There’s nothing much to be said about the story of Yuru Yuri since there is basically no main plot. The main draw of this show is the funny, lovable characters and the hilarious and oftentimes awkward situations. It’s chockful of great yuri-centric moments and if you want to dive into the yuri world, Yuru Yuri is a good starting point.
- Episodes: 12
- Aired: January 2014 - March 2014
A very recent yuri anime, Sakura Trick revolves around the love story of Takayama Haruka and Sonoda Yuu. It is one of the tamest and innocent stories in the category, but makes up for this with lots and lots of kissing scenes. Often cheesy and slightly cringe-worthy, Sakura Trick is accessible and light-hearted enough for newcomers to try out an actual yuri anime with no complicated stories and explicit scenes. Did I mention there is lots of kissing here?

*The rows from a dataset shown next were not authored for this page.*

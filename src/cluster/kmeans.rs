//! K-means clustering (k-means++ seeding, Lloyd iterations).
//!
//! The thin centroid-based alternative to [`Dbscan`](super::Dbscan): the
//! caller supplies the cluster count `k` up front, every point gets a label
//! in `0..k`, and there is no noise concept.
//!
//! **Objective**: Minimize within-cluster sum of squares:
//!
//! ```text
//! J = Σ_k Σ_{x ∈ C_k} ||x - μ_k||²
//! ```
//!
//! **Assumptions**: clusters are roughly spherical, of similar size, and `k`
//! is known. Prefer DBSCAN when any of those does not hold.

use rand::prelude::*;

use super::traits::Clustering;
use crate::error::{Error, Result};
use crate::point::Point;

/// K-means clustering algorithm.
#[derive(Debug, Clone)]
pub struct Kmeans {
    k: usize,
    max_iter: usize,
    tol: f32,
    seed: Option<u64>,
}

/// Result of a k-means fit.
#[derive(Debug, Clone)]
pub struct KmeansFit {
    /// One label per input point, in `0..k`. No noise sentinel.
    pub labels: Vec<i32>,
    /// Final cluster centers, indexed by label.
    pub centers: Vec<Point>,
    /// Number of Lloyd iterations performed.
    pub iterations: usize,
    /// Whether the run stopped on center convergence rather than `max_iter`.
    pub converged: bool,
}

impl Kmeans {
    /// Create a new k-means clusterer for `k` clusters.
    ///
    /// Defaults: `max_iter = 100`, `tol = 1e-4`, unseeded RNG.
    pub fn new(k: usize) -> Self {
        Self {
            k,
            max_iter: 100,
            tol: 1e-4,
            seed: None,
        }
    }

    /// Set the maximum number of Lloyd iterations.
    pub fn with_max_iter(mut self, max_iter: usize) -> Self {
        self.max_iter = max_iter;
        self
    }

    /// Set the convergence tolerance (maximum center movement).
    pub fn with_tol(mut self, tol: f32) -> Self {
        self.tol = tol;
        self
    }

    /// Set an RNG seed for reproducible seeding.
    pub fn with_seed(mut self, seed: u64) -> Self {
        self.seed = Some(seed);
        self
    }

    /// Cluster the points, returning labels and the final centers.
    ///
    /// # Errors
    ///
    /// - [`Error::EmptyInput`] if `points` is empty.
    /// - [`Error::InvalidParameter`] if `k == 0`.
    /// - [`Error::InvalidClusterCount`] if `k > points.len()`. The request is
    ///   rejected outright; nothing is clamped or clustered.
    pub fn fit(&self, points: &[Point]) -> Result<KmeansFit> {
        let n = points.len();
        if n == 0 {
            return Err(Error::EmptyInput);
        }

        if self.k == 0 {
            return Err(Error::InvalidParameter {
                name: "k",
                message: "must be at least 1",
            });
        }

        if self.k > n {
            return Err(Error::InvalidClusterCount {
                requested: self.k,
                n_items: n,
            });
        }

        let mut rng: StdRng = match self.seed {
            Some(seed) => StdRng::seed_from_u64(seed),
            None => StdRng::from_rng(&mut rand::rng()),
        };

        let mut centers = plus_plus_seeds(points, self.k, &mut rng);
        let mut labels = vec![0i32; n];
        let mut iterations = 0;
        let mut converged = false;

        while iterations < self.max_iter {
            iterations += 1;

            // Assignment step: nearest center, lowest index on ties.
            for (i, p) in points.iter().enumerate() {
                let mut best = 0;
                let mut best_d = p.distance_squared(&centers[0]);
                for (c, center) in centers.iter().enumerate().skip(1) {
                    let d = p.distance_squared(center);
                    if d < best_d {
                        best = c;
                        best_d = d;
                    }
                }
                labels[i] = best as i32;
            }

            // Update step: centers move to the mean of their points. A
            // cluster that lost all its points keeps its previous center.
            let mut sums = vec![(0.0f32, 0.0f32, 0usize); self.k];
            for (i, p) in points.iter().enumerate() {
                let s = &mut sums[labels[i] as usize];
                s.0 += p.x;
                s.1 += p.y;
                s.2 += 1;
            }

            let mut max_shift = 0.0f32;
            for (c, &(sx, sy, count)) in sums.iter().enumerate() {
                if count == 0 {
                    continue;
                }
                let new_center = Point::new(sx / count as f32, sy / count as f32);
                max_shift = max_shift.max(centers[c].distance(&new_center));
                centers[c] = new_center;
            }

            if max_shift <= self.tol {
                converged = true;
                break;
            }
        }

        Ok(KmeansFit {
            labels,
            centers,
            iterations,
            converged,
        })
    }
}

/// K-means++ seeding: first center uniform, each further center drawn with
/// probability proportional to its squared distance from the nearest chosen
/// center (Arthur & Vassilvitskii, 2007).
fn plus_plus_seeds(points: &[Point], k: usize, rng: &mut StdRng) -> Vec<Point> {
    let n = points.len();
    let mut centers = Vec::with_capacity(k);
    centers.push(points[rng.random_range(0..n)]);

    let mut best_d2 = vec![0.0f32; n];
    while centers.len() < k {
        let last = centers[centers.len() - 1];
        let mut total = 0.0f32;
        for (i, p) in points.iter().enumerate() {
            let d2 = p.distance_squared(&last);
            if centers.len() == 1 || d2 < best_d2[i] {
                best_d2[i] = d2;
            }
            total += best_d2[i];
        }

        if total <= 0.0 {
            // All remaining points coincide with chosen centers; any pick is
            // as good as any other.
            centers.push(points[rng.random_range(0..n)]);
            continue;
        }

        let mut target = rng.random_range(0.0..total);
        let mut chosen = n - 1;
        for (i, &d2) in best_d2.iter().enumerate() {
            if target < d2 {
                chosen = i;
                break;
            }
            target -= d2;
        }
        centers.push(points[chosen]);
    }

    centers
}

impl Clustering for Kmeans {
    fn fit_predict(&self, points: &[Point]) -> Result<Vec<i32>> {
        Ok(self.fit(points)?.labels)
    }

    fn n_clusters(&self) -> usize {
        self.k
    }
}

#[cfg(test)]
mod tests {
    use super::*;

    fn pts(coords: &[(f32, f32)]) -> Vec<Point> {
        coords.iter().map(|&(x, y)| Point::new(x, y)).collect()
    }

    #[test]
    fn test_kmeans_two_clusters() {
        let points = pts(&[
            (0.0, 0.0),
            (0.1, 0.1),
            (0.2, 0.0),
            (10.0, 10.0),
            (10.1, 10.1),
            (10.2, 10.0),
        ]);

        let fit = Kmeans::new(2).with_seed(42).fit(&points).unwrap();

        assert_eq!(fit.labels.len(), 6);
        assert_eq!(fit.centers.len(), 2);
        assert_eq!(fit.labels[0], fit.labels[1]);
        assert_eq!(fit.labels[1], fit.labels[2]);
        assert_eq!(fit.labels[3], fit.labels[4]);
        assert_eq!(fit.labels[4], fit.labels[5]);
        assert_ne!(fit.labels[0], fit.labels[3]);

        // Centers land near the group means.
        let c0 = fit.centers[fit.labels[0] as usize];
        assert!(c0.distance(&Point::new(0.1, 0.033)) < 0.5);
    }

    #[test]
    fn test_kmeans_labels_in_range() {
        let points: Vec<Point> = (0..20)
            .map(|i| Point::new((i % 5) as f32, (i / 5) as f32))
            .collect();

        let fit = Kmeans::new(4).with_seed(7).fit(&points).unwrap();

        for &l in &fit.labels {
            assert!((0..4).contains(&l));
        }
    }

    #[test]
    fn test_kmeans_k_equals_n() {
        let points = pts(&[(0.0, 0.0), (5.0, 0.0), (10.0, 0.0)]);

        let fit = Kmeans::new(3).with_seed(1).fit(&points).unwrap();

        // Every point gets a label; with k == n all labels are distinct once
        // converged on well-separated points.
        let mut seen = fit.labels.clone();
        seen.sort_unstable();
        seen.dedup();
        assert_eq!(seen.len(), 3);
    }

    #[test]
    fn test_kmeans_rejects_k_above_n() {
        let points = pts(&[(0.0, 0.0), (1.0, 1.0)]);

        let result = Kmeans::new(5).fit(&points);
        match result {
            Err(Error::InvalidClusterCount { requested, n_items }) => {
                assert_eq!(requested, 5);
                assert_eq!(n_items, 2);
            }
            other => panic!("expected InvalidClusterCount, got {other:?}"),
        }
    }

    #[test]
    fn test_kmeans_empty_and_zero_k() {
        assert!(matches!(
            Kmeans::new(2).fit(&[]),
            Err(Error::EmptyInput)
        ));
        assert!(Kmeans::new(0).fit(&pts(&[(0.0, 0.0)])).is_err());
    }

    #[test]
    fn test_kmeans_seeded_runs_are_reproducible() {
        let points: Vec<Point> = (0..30)
            .map(|i| Point::new((i * 7 % 13) as f32, (i * 3 % 11) as f32))
            .collect();

        let a = Kmeans::new(3).with_seed(99).fit(&points).unwrap();
        let b = Kmeans::new(3).with_seed(99).fit(&points).unwrap();

        assert_eq!(a.labels, b.labels);
    }

    #[test]
    fn test_kmeans_duplicate_points() {
        // All points identical: seeding falls back to uniform picks and the
        // run still terminates with valid labels.
        let points = vec![Point::new(2.0, 2.0); 5];

        let fit = Kmeans::new(2).with_seed(3).fit(&points).unwrap();

        assert_eq!(fit.labels.len(), 5);
        for &l in &fit.labels {
            assert!((0..2).contains(&l));
        }
    }
}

Sono Hanabira ni Kuchizuke wo - Anata to Koibito Tsunagi
- Episodes: 1
- Aired: July 2010
An OVA featuring the couple from the third visual novel of the same name, Sono Hanabira ni Kuchizuke wo - Anata to Koibito Tsunagi tells the short story of Sawaguchi Mai and Kawamura Reo and how they went from confession to love-making.
The OVA is barebones in terms of story and character development, but it’s enough to establish the girls’ relationship with good amounts of love-making scenes that are quite explicit, but tame enough… hopefully you get what I mean? Anyways, Sono Hanabir—let’s call it SonoHana—is one of the very few true yuri hentai that is cute and well animated. After you’ve finished watching shows like Sakura Trick, go and try out SonoHana and finally witness yuri in its entirety.
Oh and the character designer is Sakai Kyuta who did the character designs for Strawberry Panic (TV) and Sakura Trick (TV).
Revolutionary Girl Utena
And there you have it, folks. I do hope that this explains the important bits of the yuri genre and that the examples I’ve provided are to your liking!